**Exercise objective**
Your task is to copy the stretch of lines in the records below that begins with the line containing "Frame-indexed camera controller" and ends with the line containing "host reports one", exactly as written, with nothing added.

**The input**
========

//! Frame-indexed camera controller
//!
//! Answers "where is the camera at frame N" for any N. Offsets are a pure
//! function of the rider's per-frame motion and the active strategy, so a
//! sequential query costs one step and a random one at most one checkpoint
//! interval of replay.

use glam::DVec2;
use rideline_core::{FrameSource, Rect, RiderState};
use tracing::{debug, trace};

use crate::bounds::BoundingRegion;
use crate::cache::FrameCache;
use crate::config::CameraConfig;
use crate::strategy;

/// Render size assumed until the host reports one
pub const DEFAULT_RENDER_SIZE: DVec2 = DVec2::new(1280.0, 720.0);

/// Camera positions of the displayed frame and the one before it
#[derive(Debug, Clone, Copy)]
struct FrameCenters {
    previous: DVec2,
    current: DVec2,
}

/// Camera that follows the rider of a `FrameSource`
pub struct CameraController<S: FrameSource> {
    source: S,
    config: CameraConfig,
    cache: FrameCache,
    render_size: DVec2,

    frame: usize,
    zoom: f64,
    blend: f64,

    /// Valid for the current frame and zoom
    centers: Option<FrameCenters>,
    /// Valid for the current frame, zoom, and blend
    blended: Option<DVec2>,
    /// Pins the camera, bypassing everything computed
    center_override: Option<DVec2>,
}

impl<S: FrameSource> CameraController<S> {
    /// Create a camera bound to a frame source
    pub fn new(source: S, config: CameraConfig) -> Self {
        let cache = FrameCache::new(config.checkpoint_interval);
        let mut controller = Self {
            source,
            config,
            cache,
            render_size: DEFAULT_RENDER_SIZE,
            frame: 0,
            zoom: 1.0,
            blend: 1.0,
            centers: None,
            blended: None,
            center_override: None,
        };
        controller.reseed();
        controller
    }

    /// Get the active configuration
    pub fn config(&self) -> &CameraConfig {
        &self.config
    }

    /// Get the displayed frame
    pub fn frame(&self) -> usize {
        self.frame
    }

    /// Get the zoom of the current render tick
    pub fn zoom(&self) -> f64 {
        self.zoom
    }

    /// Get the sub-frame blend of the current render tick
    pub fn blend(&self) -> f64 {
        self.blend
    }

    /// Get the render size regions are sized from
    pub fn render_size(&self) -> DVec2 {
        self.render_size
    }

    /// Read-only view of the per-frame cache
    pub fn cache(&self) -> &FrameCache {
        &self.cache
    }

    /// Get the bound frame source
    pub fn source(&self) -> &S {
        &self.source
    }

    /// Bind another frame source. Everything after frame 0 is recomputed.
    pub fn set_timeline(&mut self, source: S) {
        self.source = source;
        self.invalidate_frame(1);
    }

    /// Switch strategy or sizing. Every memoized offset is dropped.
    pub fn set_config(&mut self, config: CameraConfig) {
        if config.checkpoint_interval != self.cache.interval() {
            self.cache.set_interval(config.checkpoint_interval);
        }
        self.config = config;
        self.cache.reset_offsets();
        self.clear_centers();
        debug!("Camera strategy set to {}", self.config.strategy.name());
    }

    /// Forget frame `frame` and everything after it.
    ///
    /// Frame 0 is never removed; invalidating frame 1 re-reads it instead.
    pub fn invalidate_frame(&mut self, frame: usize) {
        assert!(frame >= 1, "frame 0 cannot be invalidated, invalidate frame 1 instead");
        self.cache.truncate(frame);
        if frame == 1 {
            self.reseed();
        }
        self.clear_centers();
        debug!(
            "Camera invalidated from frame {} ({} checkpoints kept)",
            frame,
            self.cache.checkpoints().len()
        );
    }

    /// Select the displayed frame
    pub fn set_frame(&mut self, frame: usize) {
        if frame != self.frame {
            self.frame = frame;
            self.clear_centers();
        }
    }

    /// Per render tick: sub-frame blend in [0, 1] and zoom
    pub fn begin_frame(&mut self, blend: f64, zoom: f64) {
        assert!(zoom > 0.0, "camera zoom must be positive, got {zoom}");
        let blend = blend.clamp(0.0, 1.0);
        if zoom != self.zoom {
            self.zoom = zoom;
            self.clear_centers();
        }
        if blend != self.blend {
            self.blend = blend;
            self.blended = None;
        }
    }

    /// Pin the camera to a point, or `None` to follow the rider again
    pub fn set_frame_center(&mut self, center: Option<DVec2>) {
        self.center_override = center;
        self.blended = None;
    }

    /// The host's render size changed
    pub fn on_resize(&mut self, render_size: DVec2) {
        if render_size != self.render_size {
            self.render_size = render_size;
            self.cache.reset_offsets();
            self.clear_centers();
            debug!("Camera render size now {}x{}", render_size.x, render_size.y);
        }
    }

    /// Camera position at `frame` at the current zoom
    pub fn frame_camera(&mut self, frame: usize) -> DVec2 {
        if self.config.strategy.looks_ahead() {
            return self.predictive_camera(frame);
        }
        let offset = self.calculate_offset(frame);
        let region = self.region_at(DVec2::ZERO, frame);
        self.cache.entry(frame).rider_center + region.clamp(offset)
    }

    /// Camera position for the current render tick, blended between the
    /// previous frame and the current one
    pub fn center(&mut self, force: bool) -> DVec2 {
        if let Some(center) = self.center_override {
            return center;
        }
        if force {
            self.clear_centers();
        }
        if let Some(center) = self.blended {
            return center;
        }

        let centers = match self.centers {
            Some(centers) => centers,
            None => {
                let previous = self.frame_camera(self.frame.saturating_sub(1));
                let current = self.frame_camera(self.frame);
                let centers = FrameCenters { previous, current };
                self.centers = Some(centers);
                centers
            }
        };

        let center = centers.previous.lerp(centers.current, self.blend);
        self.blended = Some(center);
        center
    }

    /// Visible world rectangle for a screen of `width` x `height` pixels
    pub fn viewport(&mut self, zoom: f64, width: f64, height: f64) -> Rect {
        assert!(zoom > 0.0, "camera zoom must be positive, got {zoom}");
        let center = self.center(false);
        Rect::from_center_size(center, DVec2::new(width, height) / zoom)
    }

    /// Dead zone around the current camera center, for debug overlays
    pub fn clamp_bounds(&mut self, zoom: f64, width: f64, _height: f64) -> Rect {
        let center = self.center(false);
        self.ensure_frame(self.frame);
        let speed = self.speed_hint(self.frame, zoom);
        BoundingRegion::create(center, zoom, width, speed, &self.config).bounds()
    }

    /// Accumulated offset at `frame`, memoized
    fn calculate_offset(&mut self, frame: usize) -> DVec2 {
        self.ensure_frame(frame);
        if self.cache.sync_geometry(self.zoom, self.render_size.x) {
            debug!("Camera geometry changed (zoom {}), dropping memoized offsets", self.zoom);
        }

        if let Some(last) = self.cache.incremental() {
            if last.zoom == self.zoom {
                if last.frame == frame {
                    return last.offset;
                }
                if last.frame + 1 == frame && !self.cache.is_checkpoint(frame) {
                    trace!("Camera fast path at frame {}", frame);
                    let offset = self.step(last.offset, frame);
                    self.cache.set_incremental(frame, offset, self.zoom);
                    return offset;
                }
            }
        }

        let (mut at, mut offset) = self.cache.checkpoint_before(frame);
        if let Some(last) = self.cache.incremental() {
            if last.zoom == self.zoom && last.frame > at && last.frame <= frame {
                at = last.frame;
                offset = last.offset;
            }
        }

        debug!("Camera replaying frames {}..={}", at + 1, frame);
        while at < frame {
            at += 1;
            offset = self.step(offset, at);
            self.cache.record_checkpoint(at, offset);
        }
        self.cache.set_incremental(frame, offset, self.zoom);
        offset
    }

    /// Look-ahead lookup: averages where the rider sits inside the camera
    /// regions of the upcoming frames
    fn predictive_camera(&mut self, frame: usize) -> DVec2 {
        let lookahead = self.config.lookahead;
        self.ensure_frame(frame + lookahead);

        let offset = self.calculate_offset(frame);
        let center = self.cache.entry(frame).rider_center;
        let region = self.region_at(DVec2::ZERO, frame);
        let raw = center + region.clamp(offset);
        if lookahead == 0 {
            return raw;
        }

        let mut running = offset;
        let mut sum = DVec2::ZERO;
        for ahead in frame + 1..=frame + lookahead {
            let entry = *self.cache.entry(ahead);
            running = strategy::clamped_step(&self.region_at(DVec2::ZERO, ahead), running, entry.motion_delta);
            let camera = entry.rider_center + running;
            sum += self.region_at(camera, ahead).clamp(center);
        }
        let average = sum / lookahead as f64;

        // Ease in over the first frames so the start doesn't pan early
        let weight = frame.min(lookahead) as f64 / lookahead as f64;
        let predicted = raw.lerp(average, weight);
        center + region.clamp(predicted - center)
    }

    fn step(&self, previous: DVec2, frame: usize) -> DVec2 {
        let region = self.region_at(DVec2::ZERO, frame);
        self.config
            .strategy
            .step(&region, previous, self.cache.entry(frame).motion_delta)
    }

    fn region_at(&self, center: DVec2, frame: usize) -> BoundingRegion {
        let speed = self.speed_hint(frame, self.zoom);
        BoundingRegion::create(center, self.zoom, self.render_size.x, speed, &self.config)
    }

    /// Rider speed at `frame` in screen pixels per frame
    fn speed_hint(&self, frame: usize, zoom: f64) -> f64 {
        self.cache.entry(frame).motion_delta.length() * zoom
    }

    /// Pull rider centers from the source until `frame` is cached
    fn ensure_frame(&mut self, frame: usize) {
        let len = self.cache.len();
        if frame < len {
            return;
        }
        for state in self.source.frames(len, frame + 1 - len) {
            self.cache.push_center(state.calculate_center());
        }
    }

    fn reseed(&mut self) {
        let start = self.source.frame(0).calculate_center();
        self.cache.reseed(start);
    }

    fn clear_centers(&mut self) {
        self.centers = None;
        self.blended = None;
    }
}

========

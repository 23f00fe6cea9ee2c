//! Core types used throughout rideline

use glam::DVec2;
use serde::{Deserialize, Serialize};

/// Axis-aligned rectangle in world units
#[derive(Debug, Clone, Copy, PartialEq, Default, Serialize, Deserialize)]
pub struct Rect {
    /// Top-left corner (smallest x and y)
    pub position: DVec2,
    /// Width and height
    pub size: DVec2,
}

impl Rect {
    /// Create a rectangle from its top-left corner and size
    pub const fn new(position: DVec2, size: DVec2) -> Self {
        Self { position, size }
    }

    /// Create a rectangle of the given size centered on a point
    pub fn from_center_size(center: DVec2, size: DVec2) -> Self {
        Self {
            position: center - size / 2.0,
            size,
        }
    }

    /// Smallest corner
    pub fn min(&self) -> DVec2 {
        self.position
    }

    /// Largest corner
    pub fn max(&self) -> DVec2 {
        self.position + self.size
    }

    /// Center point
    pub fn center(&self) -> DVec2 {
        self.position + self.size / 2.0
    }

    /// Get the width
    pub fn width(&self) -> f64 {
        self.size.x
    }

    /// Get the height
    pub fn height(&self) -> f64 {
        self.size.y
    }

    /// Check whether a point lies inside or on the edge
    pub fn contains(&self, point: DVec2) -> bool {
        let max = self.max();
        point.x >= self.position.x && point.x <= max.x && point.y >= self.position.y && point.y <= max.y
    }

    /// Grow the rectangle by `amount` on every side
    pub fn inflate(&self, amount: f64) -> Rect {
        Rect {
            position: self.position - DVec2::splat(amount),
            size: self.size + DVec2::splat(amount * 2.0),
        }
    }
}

========

**Your response**
//! Frame-indexed camera controller
//!
//! Answers "where is the camera at frame N" for any N. Offsets are a pure
//! function of the rider's per-frame motion and the active strategy, so a
//! sequential query costs one step and a random one at most one checkpoint
//! interval of replay.

use glam::DVec2;
use rideline_core::{FrameSource, Rect, RiderState};
use tracing::{debug, trace};

use crate::bounds::BoundingRegion;
use crate::cache::FrameCache;
use crate::config::CameraConfig;
use crate::strategy;

/// Render size assumed until the host reports one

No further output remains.